- EXERCISE REQUIREMENTS -
Show every line of the material that follows in which the word "current" occurs.

- INPUT FOR THIS TASK -
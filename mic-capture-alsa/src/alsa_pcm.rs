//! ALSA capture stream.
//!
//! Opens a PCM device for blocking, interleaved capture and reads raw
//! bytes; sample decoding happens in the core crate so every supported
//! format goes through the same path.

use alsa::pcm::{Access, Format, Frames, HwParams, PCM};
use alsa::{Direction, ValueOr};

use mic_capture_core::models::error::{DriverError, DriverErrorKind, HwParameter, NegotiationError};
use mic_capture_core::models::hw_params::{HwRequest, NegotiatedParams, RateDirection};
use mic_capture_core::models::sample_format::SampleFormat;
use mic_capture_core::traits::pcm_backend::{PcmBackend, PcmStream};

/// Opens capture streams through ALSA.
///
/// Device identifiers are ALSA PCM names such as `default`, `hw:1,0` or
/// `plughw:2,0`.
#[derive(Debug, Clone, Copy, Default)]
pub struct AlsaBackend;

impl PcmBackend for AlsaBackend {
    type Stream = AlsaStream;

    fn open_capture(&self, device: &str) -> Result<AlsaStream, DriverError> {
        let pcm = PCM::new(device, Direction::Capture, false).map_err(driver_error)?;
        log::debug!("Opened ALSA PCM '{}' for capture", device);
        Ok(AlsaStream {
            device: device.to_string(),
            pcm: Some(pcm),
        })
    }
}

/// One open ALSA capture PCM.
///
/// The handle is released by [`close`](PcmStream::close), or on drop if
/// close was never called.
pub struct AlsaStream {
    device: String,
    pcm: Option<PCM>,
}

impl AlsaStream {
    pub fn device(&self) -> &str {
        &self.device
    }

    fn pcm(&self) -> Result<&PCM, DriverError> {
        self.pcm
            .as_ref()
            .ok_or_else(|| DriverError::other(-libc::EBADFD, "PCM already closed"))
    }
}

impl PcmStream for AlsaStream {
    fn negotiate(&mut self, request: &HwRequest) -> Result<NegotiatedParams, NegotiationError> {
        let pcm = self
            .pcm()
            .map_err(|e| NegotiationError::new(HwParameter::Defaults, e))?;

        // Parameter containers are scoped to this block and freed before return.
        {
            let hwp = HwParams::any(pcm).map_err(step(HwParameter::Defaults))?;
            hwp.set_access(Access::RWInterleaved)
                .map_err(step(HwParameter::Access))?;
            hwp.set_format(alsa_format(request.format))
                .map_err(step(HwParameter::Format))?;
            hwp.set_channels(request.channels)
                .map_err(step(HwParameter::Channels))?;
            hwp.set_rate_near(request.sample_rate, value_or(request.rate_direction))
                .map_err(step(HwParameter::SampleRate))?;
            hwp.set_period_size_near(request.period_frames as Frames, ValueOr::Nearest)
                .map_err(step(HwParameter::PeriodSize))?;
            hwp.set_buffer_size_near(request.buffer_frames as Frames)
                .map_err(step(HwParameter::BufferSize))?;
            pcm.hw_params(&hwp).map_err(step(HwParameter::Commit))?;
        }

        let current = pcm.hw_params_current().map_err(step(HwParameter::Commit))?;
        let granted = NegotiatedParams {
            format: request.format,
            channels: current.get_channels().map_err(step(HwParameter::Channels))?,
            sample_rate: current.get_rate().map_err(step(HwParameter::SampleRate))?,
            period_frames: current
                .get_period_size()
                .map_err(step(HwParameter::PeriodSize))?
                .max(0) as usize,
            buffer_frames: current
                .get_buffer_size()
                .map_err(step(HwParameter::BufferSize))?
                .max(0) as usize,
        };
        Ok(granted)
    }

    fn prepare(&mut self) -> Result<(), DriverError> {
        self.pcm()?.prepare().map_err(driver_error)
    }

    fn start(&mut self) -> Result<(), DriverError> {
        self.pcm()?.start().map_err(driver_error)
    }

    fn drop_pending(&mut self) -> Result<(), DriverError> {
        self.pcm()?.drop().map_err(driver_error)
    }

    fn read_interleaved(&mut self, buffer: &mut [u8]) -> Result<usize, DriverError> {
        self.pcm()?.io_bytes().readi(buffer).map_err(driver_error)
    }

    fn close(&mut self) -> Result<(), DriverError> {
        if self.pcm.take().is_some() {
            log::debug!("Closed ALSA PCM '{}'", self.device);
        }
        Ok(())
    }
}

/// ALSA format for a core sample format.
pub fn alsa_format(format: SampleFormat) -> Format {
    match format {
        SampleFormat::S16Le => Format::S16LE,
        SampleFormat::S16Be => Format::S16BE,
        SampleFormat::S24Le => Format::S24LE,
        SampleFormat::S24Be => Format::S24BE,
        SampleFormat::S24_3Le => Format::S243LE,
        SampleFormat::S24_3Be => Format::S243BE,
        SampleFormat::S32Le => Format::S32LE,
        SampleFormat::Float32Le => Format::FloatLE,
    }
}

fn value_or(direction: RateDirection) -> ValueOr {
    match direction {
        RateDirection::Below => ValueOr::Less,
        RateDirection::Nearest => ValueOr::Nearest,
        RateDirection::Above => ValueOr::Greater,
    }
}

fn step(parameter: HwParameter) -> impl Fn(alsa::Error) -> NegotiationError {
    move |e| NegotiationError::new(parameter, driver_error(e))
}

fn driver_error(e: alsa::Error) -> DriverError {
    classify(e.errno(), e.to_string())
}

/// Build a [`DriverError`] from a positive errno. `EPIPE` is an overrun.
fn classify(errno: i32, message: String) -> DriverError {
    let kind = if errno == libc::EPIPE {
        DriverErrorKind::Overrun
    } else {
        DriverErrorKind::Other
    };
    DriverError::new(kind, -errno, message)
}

---

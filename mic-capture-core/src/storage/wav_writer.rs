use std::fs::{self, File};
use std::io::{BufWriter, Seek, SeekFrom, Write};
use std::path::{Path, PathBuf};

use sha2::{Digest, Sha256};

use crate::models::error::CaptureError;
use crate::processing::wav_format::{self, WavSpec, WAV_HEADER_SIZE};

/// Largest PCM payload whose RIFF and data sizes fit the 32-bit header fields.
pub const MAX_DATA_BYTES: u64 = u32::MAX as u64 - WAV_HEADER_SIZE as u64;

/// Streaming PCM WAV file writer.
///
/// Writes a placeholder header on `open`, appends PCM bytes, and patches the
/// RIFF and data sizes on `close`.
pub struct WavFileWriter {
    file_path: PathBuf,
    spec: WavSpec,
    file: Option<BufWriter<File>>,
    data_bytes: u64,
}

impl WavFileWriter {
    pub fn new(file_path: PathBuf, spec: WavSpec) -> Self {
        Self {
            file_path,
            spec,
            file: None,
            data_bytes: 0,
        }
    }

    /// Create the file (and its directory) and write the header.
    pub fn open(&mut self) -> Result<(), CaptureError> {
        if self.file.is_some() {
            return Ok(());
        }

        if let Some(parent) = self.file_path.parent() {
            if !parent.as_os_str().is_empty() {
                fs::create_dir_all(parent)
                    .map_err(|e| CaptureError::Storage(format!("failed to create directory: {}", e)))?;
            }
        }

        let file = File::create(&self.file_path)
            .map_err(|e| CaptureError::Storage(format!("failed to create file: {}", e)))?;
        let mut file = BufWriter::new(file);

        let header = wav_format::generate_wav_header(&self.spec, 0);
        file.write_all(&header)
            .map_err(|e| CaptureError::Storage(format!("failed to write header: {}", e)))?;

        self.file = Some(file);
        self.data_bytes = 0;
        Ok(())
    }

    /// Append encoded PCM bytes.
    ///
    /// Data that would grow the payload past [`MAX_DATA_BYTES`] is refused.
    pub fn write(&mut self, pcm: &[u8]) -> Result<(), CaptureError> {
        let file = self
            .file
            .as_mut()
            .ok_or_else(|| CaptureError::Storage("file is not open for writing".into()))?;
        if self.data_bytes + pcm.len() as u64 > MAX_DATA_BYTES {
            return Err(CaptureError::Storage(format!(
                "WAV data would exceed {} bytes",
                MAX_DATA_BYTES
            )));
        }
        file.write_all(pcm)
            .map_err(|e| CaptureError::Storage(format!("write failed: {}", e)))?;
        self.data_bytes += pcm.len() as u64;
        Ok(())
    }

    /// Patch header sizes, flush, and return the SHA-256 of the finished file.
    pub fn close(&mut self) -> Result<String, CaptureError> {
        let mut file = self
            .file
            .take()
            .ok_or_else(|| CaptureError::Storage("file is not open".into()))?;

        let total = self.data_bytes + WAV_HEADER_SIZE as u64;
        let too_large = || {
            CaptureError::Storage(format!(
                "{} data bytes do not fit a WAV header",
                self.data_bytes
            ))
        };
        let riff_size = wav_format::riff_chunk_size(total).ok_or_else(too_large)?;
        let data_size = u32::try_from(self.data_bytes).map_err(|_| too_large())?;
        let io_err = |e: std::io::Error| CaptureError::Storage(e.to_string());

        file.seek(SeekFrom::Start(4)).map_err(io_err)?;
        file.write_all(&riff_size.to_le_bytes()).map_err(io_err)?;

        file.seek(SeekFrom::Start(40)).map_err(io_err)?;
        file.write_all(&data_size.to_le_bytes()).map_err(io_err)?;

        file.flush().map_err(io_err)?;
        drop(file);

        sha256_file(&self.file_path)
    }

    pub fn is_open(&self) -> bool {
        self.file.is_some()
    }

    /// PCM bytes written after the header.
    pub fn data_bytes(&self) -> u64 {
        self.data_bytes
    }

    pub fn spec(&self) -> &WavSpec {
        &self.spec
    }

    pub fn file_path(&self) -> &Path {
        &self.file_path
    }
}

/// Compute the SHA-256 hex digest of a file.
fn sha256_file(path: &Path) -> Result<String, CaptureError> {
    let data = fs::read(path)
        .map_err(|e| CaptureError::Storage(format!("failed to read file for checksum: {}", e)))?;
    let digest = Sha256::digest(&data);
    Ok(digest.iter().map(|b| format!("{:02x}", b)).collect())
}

- ANSWER FOR THIS EXERCISE -
        let current = pcm.hw_params_current().map_err(step(HwParameter::Commit))?;
            channels: current.get_channels().map_err(step(HwParameter::Channels))?,
            sample_rate: current.get_rate().map_err(step(HwParameter::SampleRate))?,
            period_frames: current
            buffer_frames: current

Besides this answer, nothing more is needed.